IOM data show that in January alone, at least 375 migrants were reported dead or missing following multiple “invisible” shipwrecks in the Central Mediterranean amid extreme weather, with hundreds more deaths believed to be unrecorded.
These repeated incidents highlight the persistent and deadly risks faced by migrants and refugees attempting the dangerous crossing.
The U.N. agency also said that more than 1,300 migrants have gone missing in the Central Mediterranean in 2025, and that “The latest incident brings the number of migrants reported dead or missing on the route since the beginning of this year to at least 484.
The Libyan route one is one of the main transit routes for migrants fleeing conflict and poverty to Europe. It is a journey riddled with perils across the desert and across the Mediterranean Sea.
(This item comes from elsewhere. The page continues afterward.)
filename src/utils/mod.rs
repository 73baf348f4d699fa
pub mod helper;
pub mod task_supervisor;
Pope: Migrants are brothers and sisters
In a video message in September, Pope Leo XIV thanked the people and infrastructures on the island of Lampedusa, where many migrant boats find port, for their gestures of hospitality to migrants as an example of an intangible cultural heritage that must be protected.
Migrants are not enemies – he said – only brothers and sisters, and Christians must continue to insist there is no justice without compassion, no legitimacy without listening to the pain of others.